The first step in the project was to determine whether a new electronic system was going to be beneficial. While benefits were intuitively obvious to those who worked every day with the existing system, conducting a cost-benefit analysis was a necessary step to “sell” the project to senior management to ensure adequate and continued support and funding. Work Flow Analysis

Along with a work flow analysis on JP procedures, we also looked at how to use the new technology to possibly improve the way we had been doing business and to incorporate these ideas into our plans.

Database design and conversion

Database Design

The basic database design and report forms were then laid out along with a general idea of how the new computer screens would look and work. This would serve as the basis for the applications programmer in his design of the system. We finally decided to allow our own IS personnel to do the programming for this phase rather than to outsource the effort
  • Because the IS department had previously selected MS Sequel Server as the standard database of choice, the team did not need to evaluate new databases.

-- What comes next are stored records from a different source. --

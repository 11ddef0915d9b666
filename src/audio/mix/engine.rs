//! `MixingEngine`: combines one supplier with the live mic frame.
//!
//! Runs entirely on the pull path. Every failure is downgraded to a silence
//! frame of the requested length plus an error counter increment; nothing
//! propagates back to the host callback.

use std::{
    borrow::Cow,
    panic::{self, AssertUnwindSafe},
    sync::{Arc, atomic::Ordering},
};

use tracing::{debug, info, warn};

use super::{
    policy::MixPolicy,
    stats::{MixerCounters, MixerStats},
};
use crate::{
    audio::{
        codec,
        constants::ERROR_LOG_EVERY,
        format::AudioFormat,
        frame::Frame,
        level,
        source::{FrameSupplier, Supplier, queued::fit_to_len},
    },
    common::AudioError,
};

/// Mixer construction parameters.
#[derive(Debug, Clone, Copy, PartialEq)]
pub struct MixerOptions {
    pub mic_gain: f32,
    pub custom_gain: f32,
    pub policy: MixPolicy,
}

impl Default for MixerOptions {
    fn default() -> Self {
        Self {
            mic_gain: 1.0,
            custom_gain: 1.0,
            policy: MixPolicy::Additive,
        }
    }
}

pub struct MixingEngine {
    supplier: Supplier,
    options: MixerOptions,
    counters: Arc<MixerCounters>,
}

impl MixingEngine {
    pub fn new(supplier: impl Into<Supplier>, options: MixerOptions) -> Self {
        Self {
            supplier: supplier.into(),
            options,
            counters: Arc::new(MixerCounters::default()),
        }
    }

    /// Starts the supplier and activates mixing.
    pub fn start(&mut self) -> Result<(), AudioError> {
        self.supplier.start()?;
        self.counters.active.store(true, Ordering::Relaxed);
        info!(
            "MixingEngine: started {} supplier ({} policy)",
            self.supplier.kind(),
            self.options.policy
        );
        Ok(())
    }

    /// Deactivates mixing and stops the supplier. Idempotent.
    pub fn stop(&mut self) {
        self.counters.active.store(false, Ordering::Relaxed);
        self.supplier.stop();
    }

    /// Toggles mixing without touching the supplier.
    pub fn set_active(&self, active: bool) {
        self.counters.active.store(active, Ordering::Relaxed);
    }

    pub fn is_active(&self) -> bool {
        self.counters.active.load(Ordering::Relaxed)
    }

    pub fn options(&self) -> MixerOptions {
        self.options
    }

    pub fn set_policy(&mut self, policy: MixPolicy) {
        self.options.policy = policy;
    }

    pub fn set_mic_gain(&mut self, gain: f32) {
        self.options.mic_gain = gain.max(0.0);
    }

    pub fn set_custom_gain(&mut self, gain: f32) {
        self.options.custom_gain = gain.max(0.0);
    }

    pub fn supplier(&self) -> &Supplier {
        &self.supplier
    }

    pub fn supplier_mut(&mut self) -> &mut Supplier {
        &mut self.supplier
    }

    pub fn stats(&self) -> MixerStats {
        self.counters.snapshot()
    }

    /// Timestamp of the supplier's most recent frame, or 0.
    pub fn capture_timestamp(&self) -> u64 {
        self.supplier.capture_timestamp()
    }

    /// Produces the frame to hand back to the host, or `None` to keep the
    /// host's own mic frame.
    pub fn on_frame_request(
        &mut self,
        mic: &[u8],
        format: &AudioFormat,
        requested_bytes: usize,
    ) -> Option<Frame> {
        if !self.is_active() {
            return None;
        }
        MixerCounters::bump(&self.counters.frames_requested);

        let frame = match self.mix(mic, format, requested_bytes) {
            Ok(frame) => frame,
            Err(e) => {
                self.record_error(&e);
                MixerCounters::bump(&self.counters.silence_frames_generated);
                Frame::silence(requested_bytes, format.encoding())
            }
        };

        self.counters.record_level(level::analyze(&frame, format));
        Some(frame)
    }

    fn mix(
        &mut self,
        mic: &[u8],
        format: &AudioFormat,
        requested_bytes: usize,
    ) -> Result<Frame, AudioError> {
        let custom = self.pull_custom(requested_bytes, format)?;
        if custom.is_some() {
            MixerCounters::bump(&self.counters.frames_supplied_by_custom_source);
        }

        let MixerOptions {
            mic_gain,
            custom_gain,
            policy,
        } = self.options;

        let frame = match (policy, custom) {
            (MixPolicy::Additive, Some(custom)) => {
                let mic = mic_span(mic, requested_bytes, format);
                codec::mix_scaled(&mic, mic_gain, &custom, custom_gain, format)?
            }
            (MixPolicy::Replace, Some(custom)) => codec::apply_gain(&custom, custom_gain, format)?,
            (MixPolicy::Additive | MixPolicy::Replace, None) => {
                let mic = mic_span(mic, requested_bytes, format);
                codec::apply_gain(&mic, mic_gain, format)?
            }
            (MixPolicy::CustomOnly, Some(custom)) => custom,
            (MixPolicy::CustomOnly, None) => {
                MixerCounters::bump(&self.counters.silence_frames_generated);
                Frame::silence(requested_bytes, format.encoding())
            }
        };

        Ok(frame)
    }

    /// Pulls from the supplier, containing panics from caller-provided ones.
    fn pull_custom(
        &mut self,
        requested_bytes: usize,
        format: &AudioFormat,
    ) -> Result<Option<Frame>, AudioError> {
        let supplier = &mut self.supplier;
        let frame = if supplier.is_external() {
            panic::catch_unwind(AssertUnwindSafe(|| {
                supplier.provide_frame(requested_bytes, format)
            }))
            .map_err(|payload| AudioError::SupplierPanic(panic_message(payload.as_ref())))?
        } else {
            supplier.provide_frame(requested_bytes, format)
        };

        Ok(frame.map(|frame| {
            if frame.len() != requested_bytes {
                debug!(
                    "{}",
                    AudioError::BufferUnderrun {
                        requested: requested_bytes,
                        available: frame.len(),
                    }
                );
                fit_to_len(frame, requested_bytes, format)
            } else {
                frame
            }
        }))
    }

    fn record_error(&self, error: &AudioError) {
        let count = MixerCounters::bump(&self.counters.errors);
        if count == 1 || count % ERROR_LOG_EVERY == 0 {
            warn!("MixingEngine: substituted silence ({} total): {}", count, error);
        }
    }
}

/// The host's mic bytes at exactly `requested_bytes`, borrowed when the
/// host already captured that much.
fn mic_span<'a>(mic: &'a [u8], requested_bytes: usize, format: &AudioFormat) -> Cow<'a, [u8]> {
    if mic.len() == requested_bytes {
        return Cow::Borrowed(mic);
    }
    let mut owned = mic[..mic.len().min(requested_bytes)].to_vec();
    owned.resize(requested_bytes, format.encoding().silence_byte());
    Cow::Owned(owned)
}

fn panic_message(payload: &(dyn std::any::Any + Send)) -> String {
    payload
        .downcast_ref::<&str>()
        .map(|s| s.to_string())
        .or_else(|| payload.downcast_ref::<String>().cloned())
        .unwrap_or_else(|| "unknown panic".to_string())
}
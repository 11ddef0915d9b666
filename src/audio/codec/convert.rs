//! Encoding and channel-count repacking.
//!
//! No sample-rate conversion happens here: when rates differ the output bytes
//! are simply played at the target rate.

use crate::{
    audio::{codec::sample, format::AudioFormat, frame::Frame},
    common::CodecError,
};

/// Repacks `bytes` from `from` into `to`.
///
/// Channel mapping:
/// - equal counts copy channel-for-channel,
/// - N → 1 averages all input channels,
/// - 1 → N duplicates the mono sample,
/// - any other N → M reads input channel `c % N` for output channel `c`.
pub fn convert(bytes: &[u8], from: &AudioFormat, to: &AudioFormat) -> Result<Frame, CodecError> {
    from.check_aligned(bytes.len())?;

    if from.encoding() == to.encoding() && from.channels() == to.channels() {
        return Ok(Frame::copy_from_slice(bytes));
    }

    let in_bps = from.bytes_per_sample();
    let out_bps = to.bytes_per_sample();
    let in_channels = from.channels();
    let out_channels = to.channels();
    let groups = bytes.len() / from.group_size();

    let mut out = vec![0u8; groups * to.group_size()];
    let mut group_buf = vec![0f32; in_channels];

    for (in_group, out_group) in bytes
        .chunks_exact(from.group_size())
        .zip(out.chunks_exact_mut(to.group_size()))
    {
        for (slot, raw) in group_buf.iter_mut().zip(in_group.chunks_exact(in_bps)) {
            *slot = sample::decode(raw, from.encoding());
        }

        for (c, out_raw) in out_group.chunks_exact_mut(out_bps).enumerate() {
            let value = if out_channels == 1 && in_channels > 1 {
                group_buf.iter().sum::<f32>() / in_channels as f32
            } else {
                group_buf[c % in_channels]
            };
            sample::encode(value, to.encoding(), out_raw);
        }
    }

    Ok(Frame::from_vec(out))
}

/// Number of input bytes in `from` that convert to exactly `out_len` bytes in
/// `to`. Partial trailing groups in `out_len` are rounded up.
pub fn source_len_for(out_len: usize, from: &AudioFormat, to: &AudioFormat) -> usize {
    out_len.div_ceil(to.group_size()) * from.group_size()
}

#[cfg(test)]
mod tests {
    use byteorder::{ByteOrder, LittleEndian};

    use super::*;
    use crate::audio::format::SampleEncoding;

    fn pcm16(samples: &[i16]) -> Vec<u8> {
        let mut out = vec![0u8; samples.len() * 2];
        LittleEndian::write_i16_into(samples, &mut out);
        out
    }

    fn to_i16(bytes: &[u8]) -> Vec<i16> {
        let mut out = vec![0i16; bytes.len() / 2];
        LittleEndian::read_i16_into(bytes, &mut out);
        out
    }

    #[test]
    fn identical_formats_copy_bytes() {
        let format = AudioFormat::pcm16_stereo(48_000);
        let bytes = pcm16(&[1, -2, 3, -4]);
        assert_eq!(convert(&bytes, &format, &format).unwrap().as_bytes(), &bytes[..]);
    }

    #[test]
    fn stereo_to_mono_averages() {
        let stereo = AudioFormat::pcm16_stereo(48_000);
        let mono = AudioFormat::pcm16_mono(48_000);
        let out = convert(&pcm16(&[1000, 3000, -200, -400]), &stereo, &mono).unwrap();
        assert_eq!(to_i16(&out), vec![2000, -300]);
    }

    #[test]
    fn mono_to_stereo_duplicates() {
        let stereo = AudioFormat::pcm16_stereo(48_000);
        let mono = AudioFormat::pcm16_mono(48_000);
        let out = convert(&pcm16(&[7, -9]), &mono, &stereo).unwrap();
        assert_eq!(to_i16(&out), vec![7, 7, -9, -9]);
    }

    #[test]
    fn pcm16_to_pcm8_and_back() {
        let pcm16_mono = AudioFormat::pcm16_mono(8_000);
        let pcm8_mono = pcm16_mono.with_encoding(SampleEncoding::Pcm8);

        let down = convert(&pcm16(&[i16::MIN, 0, 256, i16::MAX]), &pcm16_mono, &pcm8_mono).unwrap();
        assert_eq!(down.as_bytes(), &[0, 128, 129, 255]);

        // 8-bit tops out at 127/128 of full scale.
        let up = convert(&down, &pcm8_mono, &pcm16_mono).unwrap();
        assert_eq!(to_i16(&up), vec![i16::MIN, 0, 256, 32_512]);
    }

    #[test]
    fn float_to_pcm16_saturates() {
        let float_mono = AudioFormat::new(SampleEncoding::Float32, 1, 48_000).unwrap();
        let pcm16_mono = AudioFormat::pcm16_mono(48_000);

        let mut raw = vec![0u8; 12];
        LittleEndian::write_f32_into(&[2.0, -0.5, -7.0], &mut raw);
        let out = convert(&raw, &float_mono, &pcm16_mono).unwrap();
        assert_eq!(to_i16(&out), vec![i16::MAX, -16_384, i16::MIN]);
    }

    #[test]
    fn misaligned_input_is_rejected() {
        let stereo = AudioFormat::pcm16_stereo(48_000);
        let mono = AudioFormat::pcm16_mono(48_000);
        assert_eq!(
            convert(&[0u8; 6], &stereo, &mono),
            Err(CodecError::Misaligned { len: 6, group: 4 })
        );
    }

    #[test]
    fn rate_difference_is_not_resampled() {
        let a = AudioFormat::pcm16_mono(44_100);
        let b = AudioFormat::pcm16_mono(48_000);
        let bytes = pcm16(&[1, 2, 3]);
        assert_eq!(convert(&bytes, &a, &b).unwrap().as_bytes(), &bytes[..]);
    }

    #[test]
    fn source_len_rounds_up_partial_groups() {
        let float_stereo = AudioFormat::new(SampleEncoding::Float32, 2, 48_000).unwrap();
        let pcm16_mono = AudioFormat::pcm16_mono(48_000);
        assert_eq!(source_len_for(960, &float_stereo, &pcm16_mono), 3840);
        assert_eq!(source_len_for(3, &float_stereo, &pcm16_mono), 16);
    }
}
pub mod audio;
pub mod common;
pub mod configs;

    The IS department preselected Powersoft Corporation’s PowerBuilder for report and forms generation. Old existing data on the mainframe was migrated to an NT server into the new relational database .This was followed by several months of testing and tweaking both the data and the PowerBuilder programs.

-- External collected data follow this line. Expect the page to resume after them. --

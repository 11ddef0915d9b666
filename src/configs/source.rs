use serde::{Deserialize, Serialize};

use crate::audio::{
    constants::DEFAULT_NOISE_SEED,
    source::{FileSourceOptions, GeneratorOptions, Waveform},
};

/// Which supplier the binary feeds the mixer with.
#[derive(Debug, Deserialize, Serialize, Clone)]
#[serde(tag = "kind", rename_all = "lowercase")]
pub enum SourceConfig {
    Generator(GeneratorConfig),
    File(FileConfig),
    /// An empty push queue; only useful with a host that pushes.
    Queue,
}

impl Default for SourceConfig {
    fn default() -> Self {
        Self::Generator(GeneratorConfig::default())
    }
}

#[derive(Debug, Deserialize, Serialize, Clone)]
pub struct GeneratorConfig {
    #[serde(default)]
    pub waveform: Waveform,
    #[serde(default = "default_frequency_hz")]
    pub frequency_hz: f32,
    #[serde(default = "default_amplitude")]
    pub amplitude: f32,
    /// 0 or negative runs forever.
    #[serde(default)]
    pub duration_ms: i64,
    #[serde(default = "default_seed")]
    pub seed: u64,
}

impl GeneratorConfig {
    pub fn options(&self) -> GeneratorOptions {
        GeneratorOptions {
            waveform: self.waveform,
            frequency_hz: self.frequency_hz,
            amplitude: self.amplitude,
            duration: None,
            seed: self.seed,
        }
        .with_duration_ms(self.duration_ms)
    }
}

impl Default for GeneratorConfig {
    fn default() -> Self {
        Self {
            waveform: Waveform::default(),
            frequency_hz: default_frequency_hz(),
            amplitude: default_amplitude(),
            duration_ms: 0,
            seed: default_seed(),
        }
    }
}

#[derive(Debug, Deserialize, Serialize, Clone)]
pub struct FileConfig {
    pub path: String,
    #[serde(default)]
    pub looping: bool,
}

impl FileConfig {
    pub fn options(&self) -> FileSourceOptions {
        FileSourceOptions::new(&self.path).looping(self.looping)
    }
}

fn default_frequency_hz() -> f32 {
    440.0
}

fn default_amplitude() -> f32 {
    0.5
}

fn default_seed() -> u64 {
    DEFAULT_NOISE_SEED
}
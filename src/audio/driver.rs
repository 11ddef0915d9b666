//! Standalone driver and the drive-mode switch.
//!
//! Without a host capture engine nothing calls the adapter, so
//! [`StandaloneDriver`] runs a fixed-interval tokio task that feeds it a
//! silent mic frame and publishes whatever comes back on a bounded channel.
//!
//! [`DriveMode`] owns the one [`SupplyAdapter`]: either the host callback
//! reaches it through `DriveMode::Host`, or the driver task holds it. Moving
//! between the two hands the adapter over, so both can never pull at once.

use std::{
    sync::{
        Arc,
        atomic::{AtomicU64, Ordering},
    },
    time::Duration,
};

use flume::{Receiver, Sender, TrySendError};
use serde::Serialize;
use tokio::{task::JoinHandle, time::MissedTickBehavior};
use tokio_util::sync::CancellationToken;
use tracing::{Instrument, debug, info, info_span, warn};

use crate::{
    audio::{
        adapter::{BufferRequest, SupplyAdapter},
        constants::{DEFAULT_FRAME_MS, DEFAULT_SINK_CAPACITY, ERROR_LOG_EVERY},
        format::AudioFormat,
        frame::Frame,
    },
    common::AudioError,
};

/// Ticks between debug level reports.
const LEVEL_REPORT_TICKS: u64 = 100;

#[derive(Debug, Clone, Copy)]
pub struct DriverOptions {
    pub interval: Duration,
    /// Audio per pull; normally equal to `interval`.
    pub frame_duration: Duration,
    /// Frames buffered towards the downstream consumer before dropping.
    pub sink_capacity: usize,
}

impl Default for DriverOptions {
    fn default() -> Self {
        Self {
            interval: Duration::from_millis(DEFAULT_FRAME_MS),
            frame_duration: Duration::from_millis(DEFAULT_FRAME_MS),
            sink_capacity: DEFAULT_SINK_CAPACITY,
        }
    }
}

/// One frame produced by the standalone driver.
#[derive(Debug, Clone)]
pub struct PublishedFrame {
    pub sequence: u64,
    pub frame: Frame,
    /// Supplier timestamp in nanoseconds, or 0.
    pub timestamp_ns: u64,
}

#[derive(Debug, Default)]
struct DriverCounters {
    ticks: AtomicU64,
    frames_published: AtomicU64,
    frames_dropped: AtomicU64,
}

#[derive(Debug, Clone, Copy, PartialEq, Eq, Default, Serialize)]
#[serde(rename_all = "camelCase")]
pub struct DriverStats {
    pub ticks: u64,
    pub frames_published: u64,
    pub frames_dropped: u64,
}

pub struct StandaloneDriver {
    cancel: CancellationToken,
    task: JoinHandle<SupplyAdapter>,
    counters: Arc<DriverCounters>,
    format: AudioFormat,
}

impl StandaloneDriver {
    /// Spawns the driver task on the current tokio runtime. The adapter
    /// should already be started.
    pub fn spawn(
        adapter: SupplyAdapter,
        format: AudioFormat,
        options: DriverOptions,
    ) -> (Self, Receiver<PublishedFrame>) {
        let (tx, rx) = flume::bounded(options.sink_capacity.max(1));
        let cancel = CancellationToken::new();
        let counters = Arc::new(DriverCounters::default());

        let interval = options.interval.max(Duration::from_millis(1));
        let requested = format.bytes_for_millis(options.frame_duration.as_millis() as u64);

        info!(
            "StandaloneDriver: {} bytes every {:?} ({})",
            requested, interval, format
        );

        let task = tokio::spawn(
            drive_loop(
                adapter,
                format,
                interval,
                requested,
                tx,
                counters.clone(),
                cancel.clone(),
            )
            .instrument(info_span!("standalone_driver")),
        );

        (
            Self {
                cancel,
                task,
                counters,
                format,
            },
            rx,
        )
    }

    pub fn format(&self) -> AudioFormat {
        self.format
    }

    pub fn stats(&self) -> DriverStats {
        DriverStats {
            ticks: self.counters.ticks.load(Ordering::Relaxed),
            frames_published: self.counters.frames_published.load(Ordering::Relaxed),
            frames_dropped: self.counters.frames_dropped.load(Ordering::Relaxed),
        }
    }

    /// Token that stops the driver when cancelled.
    pub fn cancel_token(&self) -> CancellationToken {
        self.cancel.clone()
    }

    pub fn is_finished(&self) -> bool {
        self.task.is_finished()
    }

    /// Cancels the task and hands the adapter back once the loop exits.
    pub async fn stop(self) -> Result<SupplyAdapter, AudioError> {
        self.cancel.cancel();
        let adapter = self.task.await?;
        debug!("StandaloneDriver: stopped");
        Ok(adapter)
    }
}

async fn drive_loop(
    mut adapter: SupplyAdapter,
    format: AudioFormat,
    period: Duration,
    requested: usize,
    tx: Sender<PublishedFrame>,
    counters: Arc<DriverCounters>,
    cancel: CancellationToken,
) -> SupplyAdapter {
    let mut interval = tokio::time::interval(period);
    interval.set_missed_tick_behavior(MissedTickBehavior::Skip);

    let silence = format.encoding().silence_byte();
    let mut buffer = Vec::with_capacity(requested);
    let mut sequence = 0u64;

    loop {
        tokio::select! {
            _ = cancel.cancelled() => break,
            _ = interval.tick() => {
                let tick = counters.ticks.fetch_add(1, Ordering::Relaxed) + 1;

                buffer.clear();
                buffer.resize(requested, silence);
                let request = BufferRequest::new(&format, requested);
                let timestamp_ns = adapter.on_buffer_request(&mut buffer, &request);

                let published = PublishedFrame {
                    sequence,
                    frame: Frame::copy_from_slice(&buffer),
                    timestamp_ns,
                };
                sequence += 1;

                match tx.try_send(published) {
                    Ok(()) => {
                        counters.frames_published.fetch_add(1, Ordering::Relaxed);
                    }
                    Err(TrySendError::Full(_)) | Err(TrySendError::Disconnected(_)) => {
                        let dropped = counters.frames_dropped.fetch_add(1, Ordering::Relaxed) + 1;
                        if dropped == 1 || dropped % ERROR_LOG_EVERY == 0 {
                            warn!("StandaloneDriver: sink not draining, {} frame(s) dropped", dropped);
                        }
                    }
                }

                if tick % LEVEL_REPORT_TICKS == 0 {
                    let stats = adapter.stats();
                    debug!(
                        "StandaloneDriver: tick {} peak {:.3} rms {:.3}",
                        tick, stats.last_level.peak, stats.last_level.rms
                    );
                }
            }
        }
    }

    adapter
}

// ─── DriveMode ───────────────────────────────────────────────────────────────

/// Who is currently pulling frames from the adapter.
pub enum DriveMode {
    /// A host capture engine calls [`DriveMode::on_buffer_request`].
    Host(SupplyAdapter),
    /// The standalone driver task owns the adapter.
    Standalone(StandaloneDriver),
}

impl DriveMode {
    pub fn kind(&self) -> &'static str {
        match self {
            Self::Host(_) => "host",
            Self::Standalone(_) => "standalone",
        }
    }

    /// Host pull path. In standalone mode the host's buffer is left untouched
    /// and 0 is returned.
    pub fn on_buffer_request(&mut self, buffer: &mut Vec<u8>, request: &BufferRequest) -> u64 {
        match self {
            Self::Host(adapter) => adapter.on_buffer_request(buffer, request),
            Self::Standalone(_) => 0,
        }
    }

    /// Switches to standalone driving. Returns the frame receiver when a new
    /// driver was spawned.
    pub fn into_standalone(
        self,
        format: AudioFormat,
        options: DriverOptions,
    ) -> (Self, Option<Receiver<PublishedFrame>>) {
        match self {
            Self::Host(adapter) => {
                let (driver, rx) = StandaloneDriver::spawn(adapter, format, options);
                (Self::Standalone(driver), Some(rx))
            }
            standalone @ Self::Standalone(_) => (standalone, None),
        }
    }

    /// Switches back to host driving, stopping the driver task if any.
    pub async fn into_host(self) -> Result<Self, AudioError> {
        match self {
            Self::Host(adapter) => Ok(Self::Host(adapter)),
            Self::Standalone(driver) => Ok(Self::Host(driver.stop().await?)),
        }
    }

    /// Stops whichever side is driving and returns the adapter.
    pub async fn shutdown(self) -> Result<SupplyAdapter, AudioError> {
        let mut adapter = match self {
            Self::Host(adapter) => adapter,
            Self::Standalone(driver) => driver.stop().await?,
        };
        adapter.stop();
        Ok(adapter)
    }
}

    Document management system selection and implementation

    Document Management System

    The work flow analysis portion of the project revealed that considerable time was spent by engineers and others in searching for JP pole drawings and sketches. The biggest surprise we found in our cost-benefit analysis was that while the cost of scanning approximately 50,000 drawings was high, the benefits of on-line availability of drawings also offered the biggest “bang for the buck.” Our approach was to scan only drawings initially, with the remainder of documents (approximately 10 to 15 different document types per file) to be scanned at a future date. So, concurrent with developing and testing the JP application database, the team prepared specifications for a document management system.

    Web-Based Technology
    One of the more recent enhancements to DMS technology that helped reduced costs was the ability to access files through a Web-enabled application using one of the many commercially available browsers that now come with PCs. This workstation access through the Web is referred to as a “thin” client, and does not require a licensed software installation at each workstation. The full software installation workstations are referred to as “fat” clients and are usually only for the system administrator and, in our case, the Joint Pole Coordinator and Clerk. The project team determined that the DMS system would require:
    • The look and feel of a Windows-based application
    • Compatibility with our Windows NT environment along with the MS Sequal Server database
    • A Web server interface through which documents and drawings could be viewed
    • The ability to view .dgn files
    • Elimination of the folder icons in a search mode (A browse feature for 100,000 records would have been unbearably cumbersome.)
    • Scalability to develop into an enterprise configuration
    • Meeting AIIM DMA industry standards
    • Printing, plotting or faxing directly from the Web interface
    • Adding future enhancements such as work flow
    • Licensing on a concurrent user basis for the thin clients rather than per seat
    With specifications in hand, the team evaluated six vendors of DMS systems. After a formal vendor evaluation process, the team selected Filenet’s Panagon product. With the recent trend of many DMS software vendors to use value-added resellers (VARs) as a means of deploying their products, the team ultimately found themselves dealing with a VAR that represented the selected software product. The VAR was then responsible for obtaining software licenses, configuring, installing, testing and maintaining the product for at least one year.